■ About this task
Gather from the material every line that contains the string "bool".

■ Information supplied
▼

//! Projection of hadith records into display cards.

use crate::models::{FavoriteEntry, Hadith};

const MISSING_TEXT: &str = "نص الحديث غير متوفر";
const UNSPECIFIED: &str = "غير محدد";

#[derive(Debug, Clone, Copy, PartialEq, Eq)]
pub enum GradeClass {
    Sahih,
    Hasan,
    Daif,
    Mawdoo,
    Other,
}

impl GradeClass {
    pub fn classify(grade: &str) -> Self {
        if grade.contains("صحيح") {
            GradeClass::Sahih
        } else if grade.contains("حسن") {
            GradeClass::Hasan
        } else if grade.contains("ضعيف") {
            GradeClass::Daif
        } else if grade.contains("موضوع") {
            GradeClass::Mawdoo
        } else {
            GradeClass::Other
        }
    }

    pub fn icon(self) -> &'static str {
        match self {
            GradeClass::Sahih => "✅",
            GradeClass::Hasan => "👍",
            GradeClass::Daif => "⚠️",
            GradeClass::Mawdoo => "❌",
            GradeClass::Other => "⭐",
        }
    }

    pub fn css_class(self) -> &'static str {
        match self {
            GradeClass::Sahih => "grade-badge grade-sahih",
            GradeClass::Hasan => "grade-badge grade-hasan",
            GradeClass::Daif => "grade-badge grade-daif",
            GradeClass::Mawdoo => "grade-badge grade-mawdoo",
            GradeClass::Other => "grade-badge",
        }
    }
}

#[derive(Debug, Clone, PartialEq, Eq)]
pub struct GradeBadge {
    pub label: String,
    pub class: GradeClass,
}

#[derive(Debug, Clone, PartialEq, Eq)]
pub struct HadithCard {
    pub index: usize,
    /// Server id when present, else the position in the result list.
    pub key: String,
    pub text: String,
    pub narrator: Option<String>,
    pub source: Option<String>,
    pub grade: Option<GradeBadge>,
    pub explanation: String,
    /// True when `explanation` was derived locally rather than supplied by the server.
    pub explanation_is_generated: bool,
    pub explanation_link: Option<String>,
    pub is_favorite: bool,
}

pub fn render_card(hadith: &Hadith, index: usize, favorites: &[FavoriteEntry]) -> HadithCard {
    let is_favorite = favorites.iter().any(|f| f.hadith.text == hadith.text);
    let key = hadith
        .id
        .as_ref()
        .map(|id| id.to_string())
        .unwrap_or_else(|| index.to_string());

    let text = if hadith.text.is_empty() {
        MISSING_TEXT.to_string()
    } else {
        hadith.text.clone()
    };

    let (explanation, explanation_is_generated) = match hadith.explanation() {
        Some(e) => (e.to_string(), false),
        None => (simple_explanation(hadith).to_string(), true),
    };

    HadithCard {
        index,
        key,
        text,
        narrator: hadith.narrator().map(str::to_string),
        source: hadith.source().map(str::to_string),
        grade: hadith.grade().map(|g| GradeBadge {
            label: g.to_string(),
            class: GradeClass::classify(g),
        }),
        explanation,
        explanation_is_generated,
        explanation_link: hadith.explanation_link().map(str::to_string),
        is_favorite,
    }
}

pub fn render_cards(hadiths: &[Hadith], favorites: &[FavoriteEntry]) -> Vec<HadithCard> {
    hadiths
        .iter()
        .enumerate()
        .map(|(i, h)| render_card(h, i, favorites))
        .collect()
}

const TOPIC_EXPLANATIONS: &[(&[&str], &str)] = &[
    (
        &["الصدق", "صدق"],
        "يحث هذا الحديث على فضيلة الصدق وأهميته في حياة المسلم، وأن الصدق يهدي إلى البر والجنة.",
    ),
    (
        &["الصلاة", "صلاة"],
        "يبين هذا الحديث أهمية الصلاة ومكانتها في الإسلام كركن أساسي من أركان الدين.",
    ),
    (
        &["الزكاة", "زكاة"],
        "يوضح هذا الحديث فضل الزكاة وأثرها في تطهير المال والنفس.",
    ),
    (
        &["الصوم", "صيام"],
        "يبين هذا الحديث فضل الصيام وثوابه العظيم عند الله تعالى.",
    ),
    (
        &["الحج", "حج"],
        "يوضح هذا الحديث فضل الحج وما فيه من مغفرة للذنوب.",
    ),
    (
        &["الكذب", "كذب"],
        "يحذر هذا الحديث من الكذب وخطورته وأنه يهدي إلى الفجور والنار.",
    ),
    (
        &["الجنة", "جنة"],
        "يبين هذا الحديث بعض الأعمال التي توصل إلى الجنة ورضوان الله.",
    ),
    (
        &["النار", "نار"],
        "يحذر هذا الحديث من بعض الأعمال التي تؤدي إلى النار والعياذ بالله.",
    ),
    (
        &["الرحمة", "رحم"],
        "يبين هذا الحديث سعة رحمة الله وأهمية التراحم بين المسلمين.",
    ),
];

/// Short fallback explanation keyed on topic words, then on grade.
pub fn simple_explanation(hadith: &Hadith) -> &'static str {
    for (needles, explanation) in TOPIC_EXPLANATIONS {
        if needles.iter().any(|n| hadith.text.contains(n)) {
            return explanation;
        }
    }

    let grade = hadith.grade.as_deref().unwrap_or("");
    if grade.contains("صحيح") {
        "هذا حديث صحيح ثابت عن النبي ﷺ، يحمل معاني عظيمة وتوجيهات نبوية للمسلمين."
    } else if grade.contains("حسن") {
        "هذا حديث حسن مقبول، يحتوي على إرشادات نبوية مهمة للمسلم في حياته."
    } else {
        "يحتوي هذا الحديث على توجيهات وإرشادات نبوية للمسلمين في أمور دينهم ودنياهم."
    }
}

/// Plain-text form used by the copy action.
pub fn clipboard_text(hadith: &Hadith) -> String {
    format!(
        "{}\n\nالراوي: {}\nالمحدث: {}\nالحكم: {}",
        hadith.text,
        hadith.narrator().unwrap_or(UNSPECIFIED),
        hadith.source().unwrap_or(UNSPECIFIED),
        hadith.grade().unwrap_or(UNSPECIFIED),
    )
}
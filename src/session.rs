use crate::lock;
use crate::mode::{GenerationMode, ModeNotice, ModeSelector};
use crate::models::{Hadith, VideoSource};
use std::sync::Mutex;

#[derive(Debug, Default)]
struct SessionState {
    modes: ModeSelector,
    results: Vec<Hadith>,
    selected: Option<Hadith>,
    keyword: Option<String>,
    video: Option<VideoSource>,
}

/// Per-user working state: mode toggles, last results, selected hadith and active video.
#[derive(Debug, Default)]
pub struct Session {
    state: Mutex<SessionState>,
}

impl Session {
    pub fn new() -> Self {
        Self::default()
    }

    pub fn mode(&self) -> GenerationMode {
        lock(&self.state).modes.mode()
    }

    pub fn set_async_mode(&self, enabled: bool) -> ModeNotice {
        lock(&self.state).modes.set_async(enabled)
    }

    pub fn set_kie_mode(&self, enabled: bool) -> ModeNotice {
        lock(&self.state).modes.set_kie(enabled)
    }

    pub fn select_mode(&self, mode: GenerationMode) -> Option<ModeNotice> {
        lock(&self.state).modes.select(mode)
    }

    pub fn results(&self) -> Vec<Hadith> {
        lock(&self.state).results.clone()
    }

    pub fn result_at(&self, index: usize) -> Option<Hadith> {
        lock(&self.state).results.get(index).cloned()
    }

    pub fn set_results(&self, results: Vec<Hadith>) {
        lock(&self.state).results = results;
    }

    pub fn selected_hadith(&self) -> Option<Hadith> {
        lock(&self.state).selected.clone()
    }

    pub fn select_hadith(&self, hadith: Hadith) {
        lock(&self.state).selected = Some(hadith);
    }

    /// The last keyword that passed validation.
    pub fn last_keyword(&self) -> Option<String> {
        lock(&self.state).keyword.clone()
    }

    pub fn set_last_keyword(&self, keyword: &str) {
        lock(&self.state).keyword = Some(keyword.to_string());
    }

    pub fn active_video(&self) -> Option<VideoSource> {
        lock(&self.state).video.clone()
    }

    pub fn set_active_video(&self, video: VideoSource) {
        lock(&self.state).video = Some(video);
    }

    /// Drops results, selection, keyword and active video. Mode toggles survive.
    pub fn reset(&self) {
        let mut state = lock(&self.state);
        state.results.clear();
        state.selected = None;
        state.keyword = None;
        state.video = None;
    }
}

#[cfg(test)]
mod tests {
    use super::*;

    #[test]
    fn reset_keeps_mode_toggles() {
        let session = Session::new();
        session.set_async_mode(true);
        session.set_results(vec![Hadith::new("a")]);
        session.select_hadith(Hadith::new("a"));
        session.set_last_keyword("الصبر");
        session.set_active_video(VideoSource::Local {
            file_name: "v.mp4".to_string(),
        });

        session.reset();
        assert!(session.results().is_empty());
        assert!(session.selected_hadith().is_none());
        assert!(session.last_keyword().is_none());
        assert!(session.active_video().is_none());
        assert_eq!(session.mode(), GenerationMode::Async);
    }
}
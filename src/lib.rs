pub mod api;
pub mod cards;
pub mod config;
pub mod db;
mod error;
pub mod generate;
pub mod mode;
pub mod models;
pub mod notify;
pub mod paths;
pub mod search;
pub mod session;
pub mod store;
pub mod studio;
pub mod tracker;
pub mod view;

pub use error::{Result, StudioError};

use std::sync::{Mutex, MutexGuard};

/// Locks `m`, recovering the guard if a previous holder panicked.
pub(crate) fn lock<T>(m: &Mutex<T>) -> MutexGuard<'_, T> {
    m.lock().unwrap_or_else(|poisoned| poisoned.into_inner())
}
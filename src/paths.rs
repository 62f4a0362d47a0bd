use sha2::{Digest, Sha256};
use std::path::{Path, PathBuf};

#[derive(Debug, Clone)]
pub struct AppPaths {
    pub base_dir: PathBuf,
}

impl AppPaths {
    pub fn new(base_dir: PathBuf) -> Self {
        Self { base_dir }
    }

    pub fn config_dir(&self) -> PathBuf {
        self.base_dir.join("config")
    }

    pub fn config_path(&self) -> PathBuf {
        self.config_dir().join("studio.json")
    }

    pub fn db_dir(&self) -> PathBuf {
        self.base_dir.join("db")
    }

    pub fn db_path(&self) -> PathBuf {
        self.db_dir().join("client.sqlite")
    }

    pub fn logs_dir(&self) -> PathBuf {
        self.base_dir.join("logs")
    }

    pub fn job_logs_dir(&self) -> PathBuf {
        self.logs_dir().join("jobs")
    }

    pub fn job_log_path(&self, job_id: &str) -> PathBuf {
        self.job_logs_dir().join(format!("{}.jsonl", sanitize_file_stem(job_id)))
    }

    pub fn exports_dir(&self) -> PathBuf {
        self.base_dir.join("exports")
    }

    pub fn downloads_dir(&self) -> PathBuf {
        self.base_dir.join("downloads")
    }

    pub fn ensure_dirs(&self) -> std::io::Result<()> {
        std::fs::create_dir_all(self.config_dir())?;
        std::fs::create_dir_all(self.db_dir())?;
        std::fs::create_dir_all(self.job_logs_dir())?;
        std::fs::create_dir_all(self.exports_dir())?;
        std::fs::create_dir_all(self.downloads_dir())?;
        Ok(())
    }

    pub fn normalize_base_dir(base_dir: &Path) -> PathBuf {
        if base_dir.is_absolute() {
            return base_dir.to_path_buf();
        }
        match std::env::current_dir() {
            Ok(cwd) => cwd.join(base_dir),
            Err(_) => base_dir.to_path_buf(),
        }
    }
}

// Job ids come from the server; keep them from escaping the logs dir.
// Ids that had to be rewritten get a digest of the raw id so they stay distinct.
fn sanitize_file_stem(raw: &str) -> String {
    let cleaned: String = raw
        .chars()
        .map(|c| {
            if c.is_alphanumeric() || c == '-' || c == '_' {
                c
            } else {
                '_'
            }
        })
        .collect();
    if !cleaned.is_empty() && cleaned == raw {
        return cleaned;
    }
    let mut hasher = Sha256::new();
    hasher.update(raw.as_bytes());
    let digest = hex::encode(hasher.finalize());
    let stem = if cleaned.is_empty() { "job" } else { cleaned.as_str() };
    format!("{stem}-{}", &digest[..8])
}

▲

■ Solution for this task
    pub explanation_is_generated: bool,
    pub is_favorite: bool,
    pub fn set_async_mode(&self, enabled: bool) -> ModeNotice {
    pub fn set_kie_mode(&self, enabled: bool) -> ModeNotice {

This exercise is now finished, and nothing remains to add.